Poor data doesn’t just lead to problems with calls because you can’t properly assess your sales team’s pipeline.
Bad data also means that campaigns are not personalized, handoffs are done incorrectly, people are placed in the wrong groups, and interested parties are approached too often or too infrequently.
Your revenue engine is driven by data. Everyone in your organization (marketing and sales executives and customer success teams) needs data to make decisions about interactions with customers.
Different goals and the struggle for MQLs
All marketers are probably familiar with it: You create content to win an MQL and then hand it off to the sales or business development team. These departments then work with the marketing team to convert the person to an SQL.
Once the lead becomes an SQL, an Account Executive takes the helm and closes the deal – regardless of whether the deal was successful or not.
This procedure seems fair at first glance.

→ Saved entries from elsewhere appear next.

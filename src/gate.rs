//! The access gate: decides, once per request, whether the request may reach
//! the rest of the router, and turns a denial into the matching redirect.
//!
//! Session state lives entirely in the signed `token` cookie. Nothing here is
//! mutated after startup, so the gate is shared behind an `Arc` without locks.

use std::sync::Arc;

use axum::{
    extract::{Request, State},
    http::{HeaderValue, header},
    middleware::Next,
    response::{IntoResponse, Redirect, Response},
};

use crate::{
    auth::{AuthError, CLEARED_SESSION_COOKIE, Session, TokenVerifier, session_token},
    paths::RouteRules,
};

/// Where unauthenticated users are sent.
pub const LOGIN_PATH: &str = "/login";
/// Where authenticated users without a privileged role are sent.
pub const NOT_ADMIN_PATH: &str = "/not-admin";

/// AdminGateMode
///
/// Whether a non-privileged session hitting an admin-only path is actually
/// redirected, or only logged.
#[derive(Debug, Clone, Copy, PartialEq, Eq, Default)]
pub enum AdminGateMode {
    #[default]
    Enforce,
    LogOnly,
}

impl AdminGateMode {
    pub fn parse(value: &str) -> Option<Self> {
        match value.trim().to_ascii_lowercase().as_str() {
            "enforce" => Some(AdminGateMode::Enforce),
            "log-only" | "log_only" | "logonly" => Some(AdminGateMode::LogOnly),
            _ => None,
        }
    }
}

/// AccessDecision
///
/// Outcome of evaluating one request. `next` is the original request path,
/// carried so the user can be sent back after logging in.
#[derive(Debug, Clone, PartialEq, Eq)]
pub enum AccessDecision {
    /// Pass through. `session` is set when a token was verified on the way.
    Allow { session: Option<Session> },
    RedirectToLogin { next: String, reason: AuthError },
    RedirectToForbidden { next: String },
}

impl AccessDecision {
    pub fn is_allowed(&self) -> bool {
        matches!(self, AccessDecision::Allow { .. })
    }

    pub fn reason(&self) -> Option<AuthError> {
        match self {
            AccessDecision::Allow { .. } => None,
            AccessDecision::RedirectToLogin { reason, .. } => Some(*reason),
            AccessDecision::RedirectToForbidden { .. } => Some(AuthError::InsufficientPrivilege),
        }
    }

    /// True when the response must also drop the presented cookie.
    pub fn clears_cookie(&self) -> bool {
        match self {
            AccessDecision::RedirectToLogin { reason, .. } => reason.invalidates_cookie(),
            _ => false,
        }
    }

    /// into_outcome
    ///
    /// Applies the decision. `Ok` carries the session to hand to the next
    /// handler; `Err` is the finished redirect response (307, `Location` with
    /// the url-encoded `next`, plus the cookie clear when required).
    pub fn into_outcome(self) -> Result<Option<Session>, Response> {
        let clears_cookie = self.clears_cookie();
        let location = match self {
            AccessDecision::Allow { session } => return Ok(session),
            AccessDecision::RedirectToLogin { next, .. } => redirect_location(LOGIN_PATH, &next),
            AccessDecision::RedirectToForbidden { next } => redirect_location(NOT_ADMIN_PATH, &next),
        };

        let mut response = Redirect::temporary(&location).into_response();
        if clears_cookie {
            response.headers_mut().append(
                header::SET_COOKIE,
                HeaderValue::from_static(CLEARED_SESSION_COOKIE),
            );
        }
        Err(response)
    }
}

/// Builds `<target>?next=<encoded path>`.
pub fn redirect_location(target: &str, next: &str) -> String {
    format!("{target}?next={}", urlencoding::encode(next))
}

/// Gate
///
/// Route rules plus token verifier, combined into the per-request decision.
pub struct Gate {
    rules: RouteRules,
    verifier: TokenVerifier,
    admin_mode: AdminGateMode,
}

impl Gate {
    pub fn new(rules: RouteRules, verifier: TokenVerifier, admin_mode: AdminGateMode) -> Self {
        Self {
            rules,
            verifier,
            admin_mode,
        }
    }

    pub fn rules(&self) -> &RouteRules {
        &self.rules
    }

    /// decide
    ///
    /// Order matters: bypassed and public paths are let through before the
    /// token is even looked at, so asset trees stay reachable without a
    /// session even when they sit under an admin prefix.
    pub fn decide(&self, path: &str, token: Option<&str>) -> AccessDecision {
        if self.rules.is_bypassed(path) {
            tracing::trace!(path, "bypassed path");
            return AccessDecision::Allow { session: None };
        }

        if self.rules.is_public_path(path) {
            tracing::debug!(path, "public path, token not inspected");
            return AccessDecision::Allow { session: None };
        }

        let Some(token) = token else {
            tracing::debug!(path, "no session token, redirecting to login");
            return AccessDecision::RedirectToLogin {
                next: path.to_string(),
                reason: AuthError::MissingToken,
            };
        };

        let session = match self.verifier.verify(token) {
            Ok(claims) => Session { claims },
            Err(reason) => {
                tracing::info!(path, %reason, "rejected session token, clearing cookie");
                return AccessDecision::RedirectToLogin {
                    next: path.to_string(),
                    reason,
                };
            }
        };

        if self.rules.is_admin_only_path(path) && !session.is_privileged() {
            match self.admin_mode {
                AdminGateMode::Enforce => {
                    tracing::warn!(
                        path,
                        roles = ?session.roles(),
                        "admin-only path without privileged role, redirecting"
                    );
                    return AccessDecision::RedirectToForbidden {
                        next: path.to_string(),
                    };
                }
                AdminGateMode::LogOnly => {
                    tracing::warn!(
                        path,
                        roles = ?session.roles(),
                        "admin-only path without privileged role, allowed (log-only mode)"
                    );
                }
            }
        }

        AccessDecision::Allow {
            session: Some(session),
        }
    }
}

/// access_gate
///
/// Middleware wrapping the whole router. Allowed requests continue unmodified
/// apart from the verified `Session` added to their extensions.
pub async fn access_gate(
    State(gate): State<Arc<Gate>>,
    mut request: Request,
    next: Next,
) -> Response {
    let decision = gate.decide(request.uri().path(), session_token(request.headers()));

    match decision.into_outcome() {
        Ok(session) => {
            if let Some(session) = session {
                request.extensions_mut().insert(session);
            }
            next.run(request).await
        }
        Err(redirect) => redirect,
    }
}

It has been applied thousands of times by countless marketers. As far as reconciliation is concerned, however, this approach entails numerous risks.
When the marketing team makes it their goal to find MQLs, they focus only on generating as many downloads of protected content as possible.
Why is this a problem? The target audience that enjoys reading your content is not necessarily the one that wants to buy your product right away.
If the sales team is measured by the number of MQLs it can convert into opportunities, problems are inevitable: The interests of the marketing department conflict with the interests of the sales department.
Teams that focus on MQLs rather than revenue and demand will continue to struggle to align their efforts. Good ABM campaigns and a seamless customer experience thus become a distant memory.
Implement successful ABM strategies
The final point we discuss here is the challenge of implementing successful ABM strategies with poorly aligned teams. This is simply not possible!
All of the above problems – poor handoffs, inconsistent systems, inconsistent data, and struggles over MQLs – prevent an organization from implementing successful ABM strategies, especially at scale.
Why is it so hard to achieve your ABM goals when sales and marketing aren’t talking to each other? ABM requires you to be focused on more than one MQL or SQL definition – you need to define an entire buyer committee. That means even more handoffs and better alignment of systems, data and goals.
Who says sales and marketing can’t work well together? In most cases, good tuning is quickly achieved. Listening to each other and then acting consistently is enough in most cases.